O Som que Vai      (para ilustrar esse texto, música dedicada à Manoca por Lulinha Alencar)

Singelo.

Talvez seja este um bom termo para adjetivar uma pessoa tão querida. A morte de Manoca abalou grande parte da moçada que lida com a música no RN e além destas fronteiras sísmicas. O chão tremeu.

Com sua ida, sem que nunca mais nenhum instrumento possa de novo produzir algum som através de suas mãos, ficam órfãos muitos dos que com ele aprenderam suas primeiras noções teóricas em música.

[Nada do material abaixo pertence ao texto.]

//! Result of a reconciliation pass
//!
//! Every call to the reconciler yields exactly one [`SyncOutcome`], which in
//! turn renders exactly one user-facing notice.

use std::fmt;

use serde::Serialize;
use thiserror::Error;

use super::errors::{AuthError, EnumerationError, StoreError, UpsertError};

/// Whether a reconciliation is currently running
#[derive(Debug, Clone, Copy, PartialEq, Eq, Default, Serialize)]
#[serde(rename_all = "lowercase")]
pub enum SyncStatus {
    #[default]
    Idle,
    Busy,
}

impl fmt::Display for SyncStatus {
    fn fmt(&self, f: &mut fmt::Formatter<'_>) -> fmt::Result {
        match self {
            Self::Idle => write!(f, "idle"),
            Self::Busy => write!(f, "busy"),
        }
    }
}

/// Counts for a completed pass
#[derive(Debug, Clone, Default, PartialEq, Eq, Serialize)]
pub struct SyncReport {
    pub created: u32,
    pub updated: u32,
    pub deleted: u32,
    pub duration_ms: u64,
}

/// Stage at which a pass stopped
#[derive(Debug, Clone, PartialEq, Eq, Serialize)]
#[serde(tag = "stage", content = "name", rename_all = "lowercase")]
pub enum SyncStage {
    Auth,
    Enumeration,
    Upsert(String),
    Delete(String),
}

impl fmt::Display for SyncStage {
    fn fmt(&self, f: &mut fmt::Formatter<'_>) -> fmt::Result {
        match self {
            Self::Auth => write!(f, "auth"),
            Self::Enumeration => write!(f, "enumeration"),
            Self::Upsert(name) => write!(f, "upsert {name}"),
            Self::Delete(name) => write!(f, "delete {name}"),
        }
    }
}

/// Why a pass stopped
#[derive(Debug, Error)]
pub enum SyncFailure {
    #[error("authorization failed: {0}")]
    Auth(#[source] AuthError),

    #[error("enumeration failed: {0}")]
    Enumeration(#[source] EnumerationError),

    #[error("upsert of {name} failed: {source}")]
    Upsert {
        name: String,
        #[source]
        source: UpsertError,
    },

    #[error("delete of {name} failed: {source}")]
    Delete {
        name: String,
        #[source]
        source: StoreError,
    },
}

impl SyncFailure {
    #[must_use]
    pub fn stage(&self) -> SyncStage {
        match self {
            Self::Auth(_) => SyncStage::Auth,
            Self::Enumeration(_) => SyncStage::Enumeration,
            Self::Upsert { name, .. } => SyncStage::Upsert(name.clone()),
            Self::Delete { name, .. } => SyncStage::Delete(name.clone()),
        }
    }
}

/// Single terminal result of `sync()`
#[derive(Debug)]
pub enum SyncOutcome {
    Success(SyncReport),
    Busy,
    Failed(SyncFailure),
}

impl SyncOutcome {
    /// The one human-readable notice for this outcome
    #[must_use]
    pub fn notice(&self) -> String {
        match self {
            Self::Success(_) => "Sync completed successfully!".to_string(),
            Self::Busy => {
                "A sync is already in progress. Please wait for it to complete.".to_string()
            }
            Self::Failed(failure) => format!(
                "Error syncing files ({}), check the log for details.",
                failure.stage()
            ),
        }
    }

    #[must_use]
    pub fn is_success(&self) -> bool {
        matches!(self, Self::Success(_))
    }
}
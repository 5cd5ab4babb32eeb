//! Credential provider port
//!
//! The reconciler asks for credentials at the start of every pass, so a
//! provider backed by a keyring or a key file picks up rotated secrets
//! without restarting the host.

use crate::domain::credentials::Credentials;
use crate::domain::errors::AuthError;

/// Port trait for supplying credentials
#[async_trait::async_trait]
pub trait ICredentialProvider: Send + Sync {
    /// Returns the credentials to use for one sync
    ///
    /// # Errors
    /// [`AuthError::CredentialsUnavailable`] if the secret cannot be obtained
    async fn credentials(&self) -> Result<Credentials, AuthError>;
}

/// Provider that hands out a fixed value built by the host
#[derive(Debug, Clone)]
pub struct StaticCredentials {
    credentials: Credentials,
}

impl StaticCredentials {
    pub fn new(credentials: Credentials) -> Self {
        Self { credentials }
    }
}

#[async_trait::async_trait]
impl ICredentialProvider for StaticCredentials {
    async fn credentials(&self) -> Result<Credentials, AuthError> {
        Ok(self.credentials.clone())
    }
}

Assim, essa alma linda, ajudou a construir o conhecimento de dezenas e mais dezenas de estudantes, acadêmicos ou não, harmonizando o mundo e essa esquina continental quente onde habitamos.

Ser iluminado, agora alado, encontra-lo era como sentir a confiança próxima, sem receio de turbulências, sem histrionismos, sem sobressaltos, sem. Parte de sua beleza estava em sua simplicidade.

Ontem, abrir as mensagens que davam conta de sua morte, mais parecia uma dessas troladas a que estamos nos acostumando a ver espalhadas por aqui.

No entanto, tendo sido cumprido o seu destino entre nós, cá permanecemos a enfrentar a hostilidade dos dias, vivos ainda, a desafiar os empecilhos existenciais e a continuar essa marcha trágica que nascemos para cumprir.

Sua expressão mansa será guardada conosco, pelos que contigo aprenderam, pelos que contigo conviveram, dos mais próximos aos mais distantes, pois sua pessoa sempre inspirou serenidade, firmeza e coragem, até o fim.